In the early days of Apple, the company faced a double-edged sword. Their new powerful Macintosh boasted a processor ten times faster than the widely used Apple II. But its weak spot was the floppy disk.

With limited RAM, data had to be transferred a lot, and the floppy disk’s slow speed became a major bottleneck. This erased much of the Macintosh’s processing power advantage.

And it wasn’t just data transfers that were slow—booting up the Macintosh took an agonising amount of minutes.

The slow boot time bothered Steve Jobs deeply. So he set out to shake things up.

One day, Steve marched into the cubicle of Larry Kenyon, the engineer responsible for the disk driver and file system.

“The Macintosh boots too slowly. You’ve got to make it faster!”

Larry, like any good engineer, offered technical explanations of how he could make improvements. But Steve wasn’t interested in the details. He had a bigger picture in mind.

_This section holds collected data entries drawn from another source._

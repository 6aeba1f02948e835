//! Location of the per-user settings file.
//!
//! Only the config directory is resolved here.  `settings.toml` is the one
//! file the tool keeps per user; rendered videos and run scratch space are
//! placed by [`OutputConfig`](super::OutputConfig), which defaults to paths
//! relative to the working directory so a server deployment controls them.
//!
//! | Platform | Settings file                                              |
//! |----------|------------------------------------------------------------|
//! | Linux    | `~/.config/stickman-studio/settings.toml`                  |
//! | macOS    | `~/Library/Application Support/stickman-studio/settings.toml` |
//! | Windows  | `%APPDATA%\stickman-studio\settings.toml`                  |

use std::path::{Path, PathBuf};

const APP_DIR: &str = "stickman-studio";
const SETTINGS_FILE: &str = "settings.toml";

#[derive(Debug, Clone)]
pub struct AppPaths {
    /// `<platform config dir>/stickman-studio`.
    pub config_dir: PathBuf,
    pub settings_file: PathBuf,
}

impl AppPaths {
    /// Resolve against the platform config directory, or the working
    /// directory when the platform has none.
    pub fn new() -> Self {
        Self::under(&dirs::config_dir().unwrap_or_else(|| PathBuf::from(".")))
    }

    /// Paths rooted at `base` instead of the platform directory.
    pub fn under(base: &Path) -> Self {
        let config_dir = base.join(APP_DIR);
        Self {
            settings_file: config_dir.join(SETTINGS_FILE),
            config_dir,
        }
    }
}

impl Default for AppPaths {
    fn default() -> Self {
        Self::new()
    }
}
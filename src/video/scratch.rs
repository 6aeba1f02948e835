use std::path::{Path, PathBuf};

/// Files deleted when the guard is dropped, whichever way the scope exits.
/// Call [`release`](Self::release) for a path that should survive.
#[derive(Debug, Default)]
pub struct ScopedFiles {
    paths: Vec<PathBuf>,
}

impl ScopedFiles {
    pub fn new() -> Self {
        Self::default()
    }

    /// Start tracking `path` and hand it back for convenience.
    pub fn track(&mut self, path: impl Into<PathBuf>) -> PathBuf {
        let path = path.into();
        self.paths.push(path.clone());
        path
    }

    /// Stop tracking `path`; it will not be deleted.
    pub fn release(&mut self, path: &Path) {
        self.paths.retain(|p| p != path);
    }
}

impl Drop for ScopedFiles {
    fn drop(&mut self) {
        for path in &self.paths {
            match std::fs::remove_file(path) {
                Ok(()) => log::debug!("video: removed {}", path.display()),
                Err(e) if e.kind() == std::io::ErrorKind::NotFound => {}
                Err(e) => log::warn!("video: could not remove {}: {e}", path.display()),
            }
        }
    }
}

#[cfg(test)]
mod tests {
    use super::*;

    #[test]
    fn tracked_files_are_removed_on_drop() {
        let dir = tempfile::tempdir().unwrap();
        let a = dir.path().join("a.mp4");
        std::fs::write(&a, b"x").unwrap();
        {
            let mut guard = ScopedFiles::new();
            guard.track(&a);
        }
        assert!(!a.exists());
    }

    #[test]
    fn released_files_survive() {
        let dir = tempfile::tempdir().unwrap();
        let keep = dir.path().join("keep.mp4");
        std::fs::write(&keep, b"x").unwrap();
        {
            let mut guard = ScopedFiles::new();
            guard.track(&keep);
            guard.release(&keep);
        }
        assert!(keep.exists());
    }

    #[test]
    fn missing_files_are_ignored() {
        let dir = tempfile::tempdir().unwrap();
        let mut guard = ScopedFiles::new();
        guard.track(dir.path().join("never-written.mp4"));
        drop(guard);
    }
}
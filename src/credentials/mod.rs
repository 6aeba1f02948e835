//! Round-robin pool of interchangeable image-service credentials.
//!
//! The pool is built once at startup from the configured keys.  Each run
//! receives its own clone (see [`crate::pipeline::RunContext`]), so the
//! rotation cursor is run-scoped state while the key material is shared.
//!
//! ```rust
//! use stickman_studio::credentials::CredentialPool;
//!
//! let mut pool = CredentialPool::new(vec!["a".into(), "b".into()]).unwrap();
//! assert_eq!(pool.next().secret(), "a");
//! assert_eq!(pool.next().secret(), "b");
//! assert_eq!(pool.next().secret(), "a");
//! ```

use std::fmt;
use std::sync::Arc;

use thiserror::Error;

#[derive(Debug, Clone, PartialEq, Eq, Error)]
pub enum CredentialError {
    #[error(
        "No image API keys found. Set GEMINI_API_KEY_1, GEMINI_API_KEY_2, ... or image.api_keys"
    )]
    NoCredentials,
}

/// One credential handed out by the pool.
///
/// `Debug` only prints the slot index so keys never reach the logs.
#[derive(Clone, PartialEq, Eq)]
pub struct Credential {
    index: usize,
    secret: Arc<str>,
}

impl Credential {
    /// Position of this credential in the pool.
    pub fn index(&self) -> usize {
        self.index
    }

    pub fn secret(&self) -> &str {
        &self.secret
    }
}

impl fmt::Debug for Credential {
    fn fmt(&self, f: &mut fmt::Formatter<'_>) -> fmt::Result {
        f.debug_struct("Credential")
            .field("index", &self.index)
            .finish_non_exhaustive()
    }
}

/// Ordered credentials plus a rotation cursor.
#[derive(Clone)]
pub struct CredentialPool {
    keys: Arc<[Arc<str>]>,
    cursor: usize,
}

impl fmt::Debug for CredentialPool {
    fn fmt(&self, f: &mut fmt::Formatter<'_>) -> fmt::Result {
        f.debug_struct("CredentialPool")
            .field("size", &self.keys.len())
            .field("cursor", &self.cursor)
            .finish()
    }
}

impl CredentialPool {
    /// Build a pool from `keys`; blank entries are ignored.
    pub fn new(keys: Vec<String>) -> Result<Self, CredentialError> {
        let keys: Vec<Arc<str>> = keys
            .into_iter()
            .map(|k| k.trim().to_string())
            .filter(|k| !k.is_empty())
            .map(Arc::from)
            .collect();

        if keys.is_empty() {
            return Err(CredentialError::NoCredentials);
        }

        log::info!("credentials: initialised rotation with {} key(s)", keys.len());
        Ok(Self {
            keys: keys.into(),
            cursor: 0,
        })
    }

    /// Return the credential under the cursor, then advance it circularly.
    #[allow(clippy::should_implement_trait)]
    pub fn next(&mut self) -> Credential {
        let index = self.cursor;
        self.cursor = (self.cursor + 1) % self.keys.len();
        Credential {
            index,
            secret: Arc::clone(&self.keys[index]),
        }
    }

    /// Pool cardinality: also the attempt ceiling for quota retries.
    pub fn size(&self) -> usize {
        self.keys.len()
    }

    /// A copy of this pool with the cursor rewound to the first key.
    pub fn fresh(&self) -> Self {
        Self {
            keys: Arc::clone(&self.keys),
            cursor: 0,
        }
    }
}

#[cfg(test)]
mod tests {
    use super::*;

    fn pool(n: usize) -> CredentialPool {
        CredentialPool::new((0..n).map(|i| format!("key-{i}")).collect()).unwrap()
    }

    #[test]
    fn empty_pool_is_a_configuration_error() {
        assert_eq!(
            CredentialPool::new(Vec::new()).unwrap_err(),
            CredentialError::NoCredentials
        );
    }

    #[test]
    fn blank_keys_do_not_count() {
        assert!(CredentialPool::new(vec!["".into(), "  ".into()]).is_err());
        assert_eq!(
            CredentialPool::new(vec!["".into(), "k".into()]).unwrap().size(),
            1
        );
    }

    #[test]
    fn next_cycles_modulo_size() {
        for m in 1..=4 {
            let mut p = pool(m);
            for k in 0..(3 * m + 1) {
                let cred = p.next();
                assert_eq!(cred.index(), k % m);
                assert_eq!(cred.secret(), format!("key-{}", k % m));
            }
        }
    }

    #[test]
    fn fresh_shares_keys_but_resets_cursor() {
        let mut p = pool(3);
        p.next();
        p.next();
        let mut f = p.fresh();
        assert_eq!(f.next().index(), 0);
        assert_eq!(p.next().index(), 2);
    }

    #[test]
    fn debug_never_prints_the_secret() {
        let mut p = CredentialPool::new(vec!["super-secret".into()]).unwrap();
        let rendered = format!("{:?} {:?}", p.next(), p);
        assert!(!rendered.contains("super-secret"));
    }
}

“How many people will be using the Macintosh?” he asked. “A million? No, even more! In a few years, I bet five million people will be booting up their Macs every day.

“Say you can shave ten seconds off the boot time. Multiply that by five million users, that’s 50 million seconds saved, every single day. Over a year, that’s probably dozens of lifetimes!”

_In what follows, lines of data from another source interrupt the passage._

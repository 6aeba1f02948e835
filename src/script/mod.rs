//! Script segmentation.
//!
//! A [`Script`] is the ordered list of non-blank, trimmed lines of the text
//! the user submitted.  [`Script::paragraphs`] windows those lines into
//! [`Paragraph`]s of exactly [`PANELS_PER_PARAGRAPH`] lines: one composite
//! image is generated per paragraph, one panel per line.
//!
//! ```rust
//! use stickman_studio::script::Script;
//!
//! let script = Script::parse("A stickman waves.\n\n  He walks away.  \n").unwrap();
//! let paragraphs = script.paragraphs();
//! assert_eq!(paragraphs.len(), 1);
//! assert_eq!(
//!     paragraphs[0].lines(),
//!     ["A stickman waves.", "He walks away.", "He walks away.", "He walks away."]
//! );
//! ```

use thiserror::Error;

/// Lines per paragraph, and therefore panels per composite image.
pub const PANELS_PER_PARAGRAPH: usize = 4;

/// Separator used when the script is read out as one narration blob.
const SENTENCE_JOINER: &str = ". ";

// ---------------------------------------------------------------------------
// ScriptError
// ---------------------------------------------------------------------------

#[derive(Debug, Clone, PartialEq, Eq, Error)]
pub enum ScriptError {
    /// Nothing but whitespace was submitted.
    #[error("Script is empty")]
    Empty,
}

// ---------------------------------------------------------------------------
// Script
// ---------------------------------------------------------------------------

/// Ordered sequence of non-blank, trimmed script lines.
#[derive(Debug, Clone, PartialEq, Eq)]
pub struct Script {
    lines: Vec<String>,
}

impl Script {
    /// Trim every line and drop the blank ones.
    ///
    /// Fails with [`ScriptError::Empty`] when no line survives.
    pub fn parse(text: &str) -> Result<Self, ScriptError> {
        let lines: Vec<String> = text
            .lines()
            .map(str::trim)
            .filter(|line| !line.is_empty())
            .map(str::to_string)
            .collect();

        if lines.is_empty() {
            return Err(ScriptError::Empty);
        }
        Ok(Self { lines })
    }

    pub fn lines(&self) -> &[String] {
        &self.lines
    }

    pub fn len(&self) -> usize {
        self.lines.len()
    }

    pub fn is_empty(&self) -> bool {
        self.lines.is_empty()
    }

    /// Window the lines into groups of [`PANELS_PER_PARAGRAPH`], padding the
    /// last group by repeating its own final line.
    pub fn paragraphs(&self) -> Vec<Paragraph> {
        self.lines
            .chunks(PANELS_PER_PARAGRAPH)
            .map(|chunk| {
                let mut lines = chunk.to_vec();
                // chunks() never yields an empty slice
                let last = lines[lines.len() - 1].clone();
                while lines.len() < PANELS_PER_PARAGRAPH {
                    lines.push(last.clone());
                }
                Paragraph { lines }
            })
            .collect()
    }

    /// The whole script as a single sentence-joined text blob.
    pub fn narration_text(&self) -> String {
        self.lines.join(SENTENCE_JOINER)
    }
}

// ---------------------------------------------------------------------------
// Paragraph
// ---------------------------------------------------------------------------

/// Exactly [`PANELS_PER_PARAGRAPH`] lines that become one composite image.
#[derive(Debug, Clone, PartialEq, Eq)]
pub struct Paragraph {
    lines: Vec<String>,
}

impl Paragraph {
    pub fn lines(&self) -> &[String] {
        &self.lines
    }

    /// Number of panels the composite image for this paragraph must contain.
    pub fn panel_count(&self) -> usize {
        self.lines.len()
    }
}

/// Segment raw text straight into paragraphs.
pub fn segment(text: &str) -> Result<Vec<Paragraph>, ScriptError> {
    Ok(Script::parse(text)?.paragraphs())
}

// ---------------------------------------------------------------------------
// Tests
// ---------------------------------------------------------------------------

#[cfg(test)]
mod tests {
    use super::*;

    fn numbered(n: usize) -> String {
        (1..=n).map(|i| format!("line {i}\n")).collect()
    }

    // ---- parse ---

    #[test]
    fn empty_text_is_rejected() {
        assert_eq!(Script::parse(""), Err(ScriptError::Empty));
    }

    #[test]
    fn whitespace_only_text_is_rejected() {
        assert_eq!(Script::parse("  \n\t\n   \r\n"), Err(ScriptError::Empty));
    }

    #[test]
    fn lines_are_trimmed_and_blanks_dropped() {
        let script = Script::parse("\n  one \n\n two\r\n   \nthree").unwrap();
        assert_eq!(script.lines(), ["one", "two", "three"]);
    }

    // ---- paragraphs ---

    #[test]
    fn paragraph_count_is_ceil_of_quarter() {
        for n in 1..=13 {
            let paragraphs = segment(&numbered(n)).unwrap();
            assert_eq!(paragraphs.len(), n.div_ceil(PANELS_PER_PARAGRAPH), "n = {n}");
            assert!(paragraphs.iter().all(|p| p.panel_count() == 4));
        }
    }

    #[test]
    fn exact_multiple_needs_no_padding() {
        let paragraphs = segment(&numbered(8)).unwrap();
        assert_eq!(paragraphs[1].lines(), ["line 5", "line 6", "line 7", "line 8"]);
    }

    #[test]
    fn last_paragraph_repeats_its_own_last_line() {
        let paragraphs = segment(&numbered(5)).unwrap();
        assert_eq!(paragraphs.len(), 2);
        assert_eq!(paragraphs[1].lines(), ["line 5", "line 5", "line 5", "line 5"]);

        let paragraphs = segment(&numbered(7)).unwrap();
        assert_eq!(paragraphs[1].lines(), ["line 5", "line 6", "line 7", "line 7"]);
    }

    #[test]
    fn two_line_script_pads_second_line_twice() {
        let paragraphs = segment("A stickman waves.\nHe walks away.").unwrap();
        assert_eq!(paragraphs.len(), 1);
        assert_eq!(
            paragraphs[0].lines(),
            [
                "A stickman waves.",
                "He walks away.",
                "He walks away.",
                "He walks away."
            ]
        );
    }

    // ---- narration_text ---

    #[test]
    fn narration_text_joins_real_lines_only() {
        let script = Script::parse("Hello there\nGeneral Kenobi").unwrap();
        assert_eq!(script.narration_text(), "Hello there. General Kenobi");
    }
}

Steve always knew the importance of the bigger picture. When every second of boot time is multiplied by millions of users: that’s a lot of time saved!

It was never just about making the Macintosh faster for one person—it was about the collective impact. Every second meant more time users could spend being creative, productive, or simply enjoying the device.

The story was always a favourite of mine, and you can read the original here. But, with this in mind, there’s one more addendum to the story I’d like to recount.

How Apple found you can do even more…

While users might complain about specific issues like boot time, there’s one more important thing you can do.

You need to dig deeper to find the real cause of frustration. The real solution may not be fixing boot time at all.

Years later, when working on MacOS 8.x, Apple’s engineers ran across a similar situation. After running customers surveys, they were told that boot time was the number one pain point.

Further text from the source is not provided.